” Sustainability: What do DAOs need to succeed in the long run? “
At its core, a DAO is an organizational structure that allows decentralized decision-making within a community.
Currently, there are over 4,000 of these projects in existence, according to the registration data of DeepDAO. With new tools available to make DAOs easier than ever, quantity can easily overtake quality within these communities and it begs the question of what will eventually make these projects relevant in the long run.
A basic ingredient
The basic structure for decentralized organizations seems to be similar to any other tech startup: It requires a service or product with added value, a community of users, treasury, a business development plan and marketing.
Speaking to Cointelegraph, Santiago Siri, founder of Proof-Of-Humanity DAO (PoH DAO) — the issuer of the Universal Basic Income (UBI) token — shared his special ingredient to make DAOs sustainable: a committed community:
“After building a participative community, we can find funding mechanisms, alliances with other DAOs, governance and participation mechanisms and so on.
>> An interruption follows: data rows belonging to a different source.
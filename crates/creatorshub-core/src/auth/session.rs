//! Process-wide holder of the signed-in identity.
//!
//! `SessionManager` keeps the current user and both tokens in memory and
//! mirrors them to a `CredentialVault` under fixed keys. The three fields
//! change together: every mutation holds the write lock until the vault
//! has been updated, so readers never see a token without its user.

use std::sync::{Arc, RwLock, RwLockReadGuard, RwLockWriteGuard};

use tokio::sync::watch;
use tracing::{debug, info, warn};

use crate::api::ClientError;
use crate::models::{AuthSession, User};

use super::vault::{CredentialVault, VaultError};

/// Vault key for the bearer access token
pub const ACCESS_TOKEN_KEY: &str = "accessToken";

/// Vault key for the refresh token
pub const REFRESH_TOKEN_KEY: &str = "refreshToken";

/// Vault key for the JSON-encoded current user
pub const CURRENT_USER_KEY: &str = "currentUser";

/// Snapshot of the in-memory session fields.
#[derive(Debug, Clone, Default, PartialEq, Eq)]
pub struct SessionState {
    pub user: Option<User>,
    pub access_token: Option<String>,
    pub refresh_token: Option<String>,
}

impl SessionState {
    /// Presence of an access token is the sole signed-in signal
    pub fn is_authenticated(&self) -> bool {
        self.access_token.is_some()
    }
}

pub struct SessionManager {
    vault: Arc<dyn CredentialVault>,
    state: RwLock<SessionState>,
    authenticated: watch::Sender<bool>,
}

impl SessionManager {
    /// Create a signed-out manager. Call `hydrate` to restore a saved session.
    pub fn new(vault: Arc<dyn CredentialVault>) -> Self {
        let (authenticated, _) = watch::channel(false);
        Self {
            vault,
            state: RwLock::new(SessionState::default()),
            authenticated,
        }
    }

    fn read(&self) -> RwLockReadGuard<'_, SessionState> {
        self.state.read().unwrap_or_else(|e| e.into_inner())
    }

    fn write(&self) -> RwLockWriteGuard<'_, SessionState> {
        self.state.write().unwrap_or_else(|e| e.into_inner())
    }

    /// Publish the signed-in flag, waking subscribers only on a transition
    fn publish(&self, is_authenticated: bool) {
        self.authenticated.send_if_modified(|current| {
            if *current == is_authenticated {
                false
            } else {
                *current = is_authenticated;
                true
            }
        });
    }

    /// Restore session fields from the vault.
    ///
    /// Each field is read independently; one that is missing or fails to
    /// decode is left empty without affecting the others.
    pub fn hydrate(&self) {
        let mut state = self.write();

        let access_token = self.read_string(ACCESS_TOKEN_KEY);
        let refresh_token = self.read_string(REFRESH_TOKEN_KEY);
        let user = self.read_bytes(CURRENT_USER_KEY).and_then(|bytes| {
            serde_json::from_slice::<User>(&bytes)
                .map_err(|e| warn!(key = CURRENT_USER_KEY, error = %e, "Discarding undecodable vault entry"))
                .ok()
        });

        *state = SessionState {
            user,
            access_token,
            refresh_token,
        };

        debug!(
            has_user = state.user.is_some(),
            has_access_token = state.access_token.is_some(),
            has_refresh_token = state.refresh_token.is_some(),
            "Session hydrated"
        );
        self.publish(state.is_authenticated());
    }

    fn read_bytes(&self, key: &str) -> Option<Vec<u8>> {
        match self.vault.get(key) {
            Ok(value) => value,
            Err(e) => {
                warn!(key = key, error = %e, "Failed to read vault entry");
                None
            }
        }
    }

    fn read_string(&self, key: &str) -> Option<String> {
        self.read_bytes(key).and_then(|bytes| {
            String::from_utf8(bytes)
                .map_err(|e| warn!(key = key, error = %e, "Discarding non-UTF-8 vault entry"))
                .ok()
        })
    }

    /// Replace the session with a freshly authenticated one.
    ///
    /// Memory is updated first and stays authoritative; vault writes are
    /// best effort and a failed key does not stop the others.
    pub fn save_session(&self, user: User, access_token: String, refresh_token: String) {
        let mut state = self.write();

        let user_json = serde_json::to_vec(&user);
        let user_id = user.id.clone();
        *state = SessionState {
            user: Some(user),
            access_token: Some(access_token),
            refresh_token: Some(refresh_token),
        };

        if let Some(token) = state.access_token.as_deref() {
            self.persist(ACCESS_TOKEN_KEY, token.as_bytes());
        }
        if let Some(token) = state.refresh_token.as_deref() {
            self.persist(REFRESH_TOKEN_KEY, token.as_bytes());
        }
        match user_json {
            Ok(bytes) => self.persist(CURRENT_USER_KEY, &bytes),
            Err(e) => warn!(error = %e, "Failed to encode user for the vault"),
        }

        info!(user_id = %user_id, "Session saved");
        self.publish(true);
    }

    /// Save the result of a login or verification
    pub fn save_auth(&self, auth: &AuthSession) {
        self.save_session(
            auth.user.clone(),
            auth.access_token.clone(),
            auth.refresh_token.clone(),
        );
    }

    fn persist(&self, key: &str, value: &[u8]) {
        if let Err(e) = self.vault.set(key, value) {
            warn!(key = key, error = %e, "Failed to persist session field");
        }
    }

    /// Sign out: clear memory and remove all three vault entries.
    ///
    /// Every delete is attempted. Keys that could not be removed are returned
    /// in `VaultError::Incomplete`; they would come back on the next hydrate.
    pub fn logout(&self) -> Result<(), VaultError> {
        let mut state = self.write();
        *state = SessionState::default();

        let mut failed = Vec::new();
        for key in [ACCESS_TOKEN_KEY, REFRESH_TOKEN_KEY, CURRENT_USER_KEY] {
            if let Err(e) = self.vault.delete(key) {
                warn!(key = key, error = %e, "Failed to delete session field");
                failed.push(key);
            }
        }
        self.publish(false);

        if failed.is_empty() {
            info!("Session cleared");
            Ok(())
        } else {
            Err(VaultError::Incomplete(failed))
        }
    }

    /// Drop the in-memory session only. The vault copy survives for the next hydrate.
    pub fn teardown(&self) {
        let mut state = self.write();
        *state = SessionState::default();
        self.publish(false);
    }

    /// Exchange the refresh token for new tokens.
    ///
    /// The API exposes no refresh endpoint yet, so this always fails.
    pub async fn refresh(&self) -> Result<AuthSession, ClientError> {
        if self.refresh_token().is_none() {
            return Err(ClientError::NotAuthenticated);
        }
        Err(ClientError::Unsupported("Token refresh"))
    }

    // ===== Getters =====

    pub fn snapshot(&self) -> SessionState {
        self.read().clone()
    }

    pub fn current_user(&self) -> Option<User> {
        self.read().user.clone()
    }

    pub fn access_token(&self) -> Option<String> {
        self.read().access_token.clone()
    }

    pub fn refresh_token(&self) -> Option<String> {
        self.read().refresh_token.clone()
    }

    pub fn is_authenticated(&self) -> bool {
        self.read().is_authenticated()
    }

    /// Watch the signed-in flag. The receiver starts at the current value and
    /// changes only when the access token appears or disappears.
    pub fn subscribe(&self) -> watch::Receiver<bool> {
        self.authenticated.subscribe()
    }
}

#[cfg(test)]
mod tests {
    use super::*;
    use crate::auth::MemoryVault;

    fn user() -> User {
        User {
            id: "u1".to_string(),
            username: "neonbyte".to_string(),
            display_name: "Neon Byte".to_string(),
            bio: None,
            profile_image_url: Some("https://cdn/u1.jpg".to_string()),
        }
    }

    fn manager(vault: &Arc<MemoryVault>) -> SessionManager {
        SessionManager::new(vault.clone())
    }

    #[test]
    fn test_new_manager_is_signed_out() {
        let vault = Arc::new(MemoryVault::new());
        let session = manager(&vault);
        assert_eq!(session.snapshot(), SessionState::default());
        assert!(!session.is_authenticated());
    }

    #[test]
    fn test_save_then_hydrate_in_fresh_instance() {
        let vault = Arc::new(MemoryVault::new());
        manager(&vault).save_session(user(), "AT1".to_string(), "RT1".to_string());

        let restored = manager(&vault);
        restored.hydrate();
        assert_eq!(restored.current_user(), Some(user()));
        assert_eq!(restored.access_token().as_deref(), Some("AT1"));
        assert_eq!(restored.refresh_token().as_deref(), Some("RT1"));
        assert!(restored.is_authenticated());
    }

    #[test]
    fn test_logout_then_hydrate_yields_nothing() {
        let vault = Arc::new(MemoryVault::new());
        let session = manager(&vault);
        session.save_session(user(), "AT1".to_string(), "RT1".to_string());
        session.logout().expect("logout should succeed");
        assert_eq!(session.snapshot(), SessionState::default());

        let restored = manager(&vault);
        restored.hydrate();
        assert_eq!(restored.snapshot(), SessionState::default());
        assert!(vault.is_empty());
    }

    #[test]
    fn test_logout_when_nothing_saved() {
        let vault = Arc::new(MemoryVault::new());
        let session = manager(&vault);
        session.logout().expect("logout should succeed");
        assert!(!session.is_authenticated());
    }

    #[test]
    fn test_hydrate_twice_is_stable() {
        let vault = Arc::new(MemoryVault::new());
        manager(&vault).save_session(user(), "AT1".to_string(), "RT1".to_string());

        let session = manager(&vault);
        session.hydrate();
        let first = session.snapshot();
        session.hydrate();
        assert_eq!(session.snapshot(), first);
    }

    #[test]
    fn test_hydrate_tolerates_corrupt_user() {
        let vault = Arc::new(MemoryVault::new());
        vault.set(ACCESS_TOKEN_KEY, b"AT1").expect("set");
        vault.set(REFRESH_TOKEN_KEY, b"RT1").expect("set");
        vault.set(CURRENT_USER_KEY, b"{not json").expect("set");

        let session = manager(&vault);
        session.hydrate();
        assert!(session.current_user().is_none());
        assert_eq!(session.access_token().as_deref(), Some("AT1"));
        assert_eq!(session.refresh_token().as_deref(), Some("RT1"));
    }

    #[test]
    fn test_hydrate_tolerates_non_utf8_token() {
        let vault = Arc::new(MemoryVault::new());
        vault.set(ACCESS_TOKEN_KEY, &[0xFF, 0xFE]).expect("set");
        vault.set(REFRESH_TOKEN_KEY, b"RT1").expect("set");

        let session = manager(&vault);
        session.hydrate();
        assert!(session.access_token().is_none());
        assert_eq!(session.refresh_token().as_deref(), Some("RT1"));
    }

    #[test]
    fn test_failed_vault_write_keeps_memory_and_other_keys() {
        let vault = Arc::new(MemoryVault::new());
        vault.fail_writes_for(REFRESH_TOKEN_KEY);

        let session = manager(&vault);
        session.save_session(user(), "AT1".to_string(), "RT1".to_string());
        assert_eq!(session.refresh_token().as_deref(), Some("RT1"));
        assert!(vault.get(ACCESS_TOKEN_KEY).expect("get").is_some());
        assert!(vault.get(CURRENT_USER_KEY).expect("get").is_some());
        assert!(vault.get(REFRESH_TOKEN_KEY).expect("get").is_none());
    }

    #[test]
    fn test_logout_reports_entries_left_in_vault() {
        let vault = Arc::new(MemoryVault::new());
        let session = manager(&vault);
        session.save_session(user(), "AT1".to_string(), "RT1".to_string());
        vault.fail_writes_for(ACCESS_TOKEN_KEY);

        match session.logout() {
            Err(VaultError::Incomplete(keys)) => assert_eq!(keys, vec![ACCESS_TOKEN_KEY]),
            other => panic!("expected incomplete logout, got {:?}", other),
        }
        // Memory is cleared and the other deletes still ran
        assert!(!session.is_authenticated());
        assert!(vault.get(REFRESH_TOKEN_KEY).expect("get").is_none());
        assert!(vault.get(CURRENT_USER_KEY).expect("get").is_none());
        assert!(vault.get(ACCESS_TOKEN_KEY).expect("get").is_some());
    }

    #[test]
    fn test_teardown_keeps_vault() {
        let vault = Arc::new(MemoryVault::new());
        let session = manager(&vault);
        session.save_session(user(), "AT1".to_string(), "RT1".to_string());
        session.teardown();
        assert!(!session.is_authenticated());

        session.hydrate();
        assert_eq!(session.access_token().as_deref(), Some("AT1"));
    }

    #[test]
    fn test_resave_overwrites() {
        let vault = Arc::new(MemoryVault::new());
        let session = manager(&vault);
        session.save_session(user(), "AT1".to_string(), "RT1".to_string());
        session.save_session(user(), "AT2".to_string(), "RT2".to_string());

        let restored = manager(&vault);
        restored.hydrate();
        assert_eq!(restored.access_token().as_deref(), Some("AT2"));
        assert_eq!(restored.refresh_token().as_deref(), Some("RT2"));
    }

    #[tokio::test]
    async fn test_subscribers_see_transitions_only() {
        let vault = Arc::new(MemoryVault::new());
        let session = manager(&vault);
        let mut rx = session.subscribe();
        assert!(!*rx.borrow_and_update());

        session.save_session(user(), "AT1".to_string(), "RT1".to_string());
        assert!(rx.has_changed().expect("sender alive"));
        assert!(*rx.borrow_and_update());

        // Re-login keeps the flag set, so no notification
        session.save_session(user(), "AT2".to_string(), "RT2".to_string());
        assert!(!rx.has_changed().expect("sender alive"));

        session.logout().expect("logout should succeed");
        rx.changed().await.expect("sender alive");
        assert!(!*rx.borrow_and_update());
    }

    #[tokio::test]
    async fn test_refresh_is_unsupported() {
        let vault = Arc::new(MemoryVault::new());
        let session = manager(&vault);
        assert!(matches!(session.refresh().await, Err(ClientError::NotAuthenticated)));

        session.save_session(user(), "AT1".to_string(), "RT1".to_string());
        assert!(matches!(session.refresh().await, Err(ClientError::Unsupported(_))));
    }
}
But without a community, the DAO is not real.”
The community focus is repeated all across the Web3 space, but just having a group of people signed up for your project will not be enough for it to thrive.
As Siri explains, the real priority for a DAO is to give that community a purpose from an early stage. “What usually happens with a project without a soul or purpose, is that a bunch of mercenaries are going to get away with the money without generating value,” he said.
Community as the base of a decentralized structure also supports another rather important factor: funding.
How to fund a DAO
One step that DAOs commonly add to their economic plans for sustainability is tokenization.
Speaking to Cointelegraph, Mitch Oz, DAO Steward for Giveth — a nonprofit organization and open source platform for decentralized projects — warned that tokenization is a rather dangerous step if done at the wrong time.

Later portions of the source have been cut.